Es posible que el hombre que desembarcó en el puerto de Buenos Aires en 1899 fuera el mismo autor de la serie de Netflix que usted está viendo ahora o haya visto por estos días. El hombre ignoraba que el destino le tenía reservada la fama literaria, aunque ya escribía. Recaló en el Café The Droning Maud de la calle Pedro de Mendoza casi Almirante Brown, cerca de las tenebrosas aguas del riachuelo. El Café era propiedad de una emigrada, hija de esclavos libertos de Nueva Orleans, la “negra Carolina” que hundió su barco “dos décimas más” como dice un tango de Homero Expósito, y tal vez confundió esa presencia con la de uno de los tantos marinos que beben fuerte, se recuestan en las mesas o en las paredes rosadas, y en ocasiones cuando el alcohol ha hecho sus efectos, cantan una vieja canción ribereña.
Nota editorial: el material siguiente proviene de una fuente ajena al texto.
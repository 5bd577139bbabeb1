//! Aggregate queries feeding the AI endpoints.

use chrono::{Duration, Utc};
use sea_orm::{ConnectionTrait, DatabaseConnection, DbErr, QueryResult, Statement};
use uuid::Uuid;

use crate::services::models::SensorSummary;

// Daily averages across the four sensor tables, newest day first. Joining by
// calendar date repeats rows, but per-day averages are unaffected and only
// days present in all four tables survive, which keeps partially ingested
// days out of the summary. The `$N` placeholders bind positionally on both
// Postgres and SQLite.
const DAILY_AVERAGES_SQL: &str = r"
    SELECT
        CAST(AVG(sb.temperatura_celsius) AS DOUBLE PRECISION) AS avg_temp,
        CAST(AVG(sb.presion_hpa) AS DOUBLE PRECISION) AS avg_pressure,
        CAST(AVG(sc.humedad_pct) AS DOUBLE PRECISION) AS avg_humidity,
        CAST(AVG(sc.co2_ppm) AS DOUBLE PRECISION) AS avg_co2,
        CAST(AVG(sl.lux) AS DOUBLE PRECISION) AS avg_light,
        CAST(AVG(sl.indice_uv) AS DOUBLE PRECISION) AS avg_uv,
        CAST(AVG(ss.humedad_suelo) AS DOUBLE PRECISION) AS avg_soil_moisture,
        CAST(AVG(ss.temperatura_suelo_celsius) AS DOUBLE PRECISION) AS avg_soil_temp,
        DATE(sb.timestamp) AS fecha
    FROM sensor_bmp390 sb
    JOIN sensor_scd30 sc ON DATE(sb.timestamp) = DATE(sc.timestamp)
    JOIN sensor_ltr390 sl ON DATE(sb.timestamp) = DATE(sl.timestamp)
    JOIN sensor_suelo ss ON DATE(sb.timestamp) = DATE(ss.timestamp)
    WHERE sb.timestamp >= $1
    GROUP BY DATE(sb.timestamp)
    ORDER BY fecha DESC
    LIMIT $2
";

const ROBOT_DAILY_AVERAGES_SQL: &str = r"
    SELECT
        CAST(AVG(sb.temperatura_celsius) AS DOUBLE PRECISION) AS avg_temp,
        CAST(AVG(sb.presion_hpa) AS DOUBLE PRECISION) AS avg_pressure,
        CAST(AVG(sc.humedad_pct) AS DOUBLE PRECISION) AS avg_humidity,
        CAST(AVG(sc.co2_ppm) AS DOUBLE PRECISION) AS avg_co2,
        CAST(AVG(sl.lux) AS DOUBLE PRECISION) AS avg_light,
        CAST(AVG(sl.indice_uv) AS DOUBLE PRECISION) AS avg_uv,
        CAST(AVG(ss.humedad_suelo) AS DOUBLE PRECISION) AS avg_soil_moisture,
        CAST(AVG(ss.temperatura_suelo_celsius) AS DOUBLE PRECISION) AS avg_soil_temp,
        DATE(sb.timestamp) AS fecha
    FROM sensor_bmp390 sb
    JOIN sensor_scd30 sc ON DATE(sb.timestamp) = DATE(sc.timestamp)
    JOIN sensor_ltr390 sl ON DATE(sb.timestamp) = DATE(sl.timestamp)
    JOIN sensor_suelo ss ON DATE(sb.timestamp) = DATE(ss.timestamp)
    WHERE sb.timestamp >= $1
      AND sb.robot_uuid = $2
      AND sc.robot_uuid = $2
      AND sl.robot_uuid = $2
      AND ss.robot_uuid = $2
    GROUP BY DATE(sb.timestamp)
    ORDER BY fecha DESC
    LIMIT $3
";

/// Averages the daily sensor averages over the lookback window, optionally
/// restricted to one robot. Returns `None` when the window holds no data.
pub async fn fetch_recent_sensor_averages(
    db: &DatabaseConnection,
    robot_uuid: Option<Uuid>,
    lookback_days: i64,
) -> Result<Option<SensorSummary>, DbErr> {
    let cutoff = Utc::now() - Duration::days(lookback_days);

    let statement = match robot_uuid {
        Some(uuid) => Statement::from_sql_and_values(
            db.get_database_backend(),
            ROBOT_DAILY_AVERAGES_SQL,
            vec![cutoff.into(), uuid.into(), lookback_days.into()],
        ),
        None => Statement::from_sql_and_values(
            db.get_database_backend(),
            DAILY_AVERAGES_SQL,
            vec![cutoff.into(), lookback_days.into()],
        ),
    };

    let days = db.query_all(statement).await?;
    if days.is_empty() {
        return Ok(None);
    }

    let mut temp = 0.0;
    let mut pressure = 0.0;
    let mut humidity = 0.0;
    let mut co2 = 0.0;
    let mut light = 0.0;
    let mut uv = 0.0;
    let mut soil_moisture = 0.0;
    let mut soil_temp = 0.0;
    for day in &days {
        temp += column(day, "avg_temp")?;
        pressure += column(day, "avg_pressure")?;
        humidity += column(day, "avg_humidity")?;
        co2 += column(day, "avg_co2")?;
        light += column(day, "avg_light")?;
        uv += column(day, "avg_uv")?;
        soil_moisture += column(day, "avg_soil_moisture")?;
        soil_temp += column(day, "avg_soil_temp")?;
    }

    let count = days.len() as f64;
    Ok(Some(SensorSummary {
        temperatura_promedio: temp / count,
        humedad_promedio: humidity / count,
        presion_promedio: pressure / count,
        co2_promedio: co2 / count,
        luz_promedio: light / count,
        uv_promedio: uv / count,
        humedad_suelo_promedio: soil_moisture / count,
        temperatura_suelo_promedio: soil_temp / count,
        dias_analizados: days.len() as i64,
    }))
}

/// A day where every reading of a column is NULL averages to NULL; the
/// summary treats that as zero rather than dropping the day.
fn column(row: &QueryResult, name: &str) -> Result<f64, DbErr> {
    Ok(row.try_get::<Option<f64>>("", name)?.unwrap_or(0.0))
}
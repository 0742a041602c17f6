use serde::{Deserialize, Serialize};
use std::fmt;

use crate::errors::internal::TokenError;

/// JWT Claims structure
#[derive(Debug, Clone, PartialEq, Serialize, Deserialize)]
pub struct Claims {
    /// Subject (account number)
    pub sub: String,

    /// Issued at (Unix timestamp)
    pub iat: i64,

    /// Expiration time (Unix timestamp)
    pub exp: i64,
}

impl Claims {
    pub fn account_number(&self) -> Result<i64, TokenError> {
        self.sub.parse().map_err(|_| TokenError::Malformed)
    }
}

/// Outcome of a successful token verification
#[derive(Debug, Clone, Copy, PartialEq, Eq)]
pub struct VerifiedToken {
    pub account_number: i64,
    pub issued_at: i64,
    pub expires_at: i64,
}

/// Raw bearer token as presented by a client
#[derive(Clone, PartialEq)]
pub struct AccessToken(String);

impl AccessToken {
    pub fn as_str(&self) -> &str {
        &self.0
    }
}

impl From<String> for AccessToken {
    fn from(value: String) -> Self {
        Self(value)
    }
}

impl From<&str> for AccessToken {
    fn from(value: &str) -> Self {
        Self(value.to_owned())
    }
}

impl fmt::Display for AccessToken {
    fn fmt(&self, f: &mut fmt::Formatter<'_>) -> fmt::Result {
        f.write_str("[access_token]")
    }
}

impl fmt::Debug for AccessToken {
    fn fmt(&self, f: &mut fmt::Formatter<'_>) -> fmt::Result {
        f.write_str("AccessToken(<redacted>)")
    }
}

#[cfg(test)]
mod tests {
    use super::*;

    #[test]
    fn test_claims_account_number_parses_subject() {
        let claims = Claims {
            sub: "4821337".to_string(),
            iat: 0,
            exp: 10,
        };
        assert_eq!(claims.account_number(), Ok(4821337));
    }

    #[test]
    fn test_claims_with_non_numeric_subject_is_malformed() {
        let claims = Claims {
            sub: "alice".to_string(),
            iat: 0,
            exp: 10,
        };
        assert_eq!(claims.account_number(), Err(TokenError::Malformed));
    }

    #[test]
    fn test_access_token_never_prints_value() {
        let token = AccessToken::from("eyJhbGciOiJIUzI1NiJ9.secret.sig");
        assert!(!format!("{}", token).contains("secret"));
        assert!(!format!("{:?}", token).contains("secret"));
        assert_eq!(token.as_str(), "eyJhbGciOiJIUzI1NiJ9.secret.sig");
    }
}
use thiserror::Error;

use super::TokenError;
use crate::types::internal::authorization::GuardStage;

#[derive(Error, Debug)]
pub enum AuthorizationError {
    #[error("Unauthorized at {stage:?}: {source}")]
    Unauthorized {
        stage: GuardStage,
        #[source]
        source: TokenError,
    },

    /// Covers both "no such account" and "not your account"
    #[error("Forbidden at {stage:?}: account {account_id}")]
    Forbidden {
        stage: GuardStage,
        account_id: i64,
    },
}

impl AuthorizationError {
    pub fn unauthorized(stage: GuardStage, source: TokenError) -> Self {
        Self::Unauthorized { stage, source }
    }

    pub fn forbidden(stage: GuardStage, account_id: i64) -> Self {
        Self::Forbidden { stage, account_id }
    }
}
Para 1915 el hombre era uno de los mayores éxitos en ventas del siglo XX, con algo más de cincuenta novelas y relatos publicados. Cada línea sumaba un acre más de tierra al rancho que levantó en Glen Ellen, condado de Sonoma, California. Él mismo dirá que escribe para ampliar sus posesiones, poner otro corral, extender los viñedos, administrar su pequeño estado; hasta que la bebida, la morfina, el fuego ocasional, terminaron por derrumbarlo. Se hacía llamar Jack (como “el destripador”) aunque su nombre real era: John Griffith London autor, entre otros buenos relatos, de “Los favoritos de Midas.”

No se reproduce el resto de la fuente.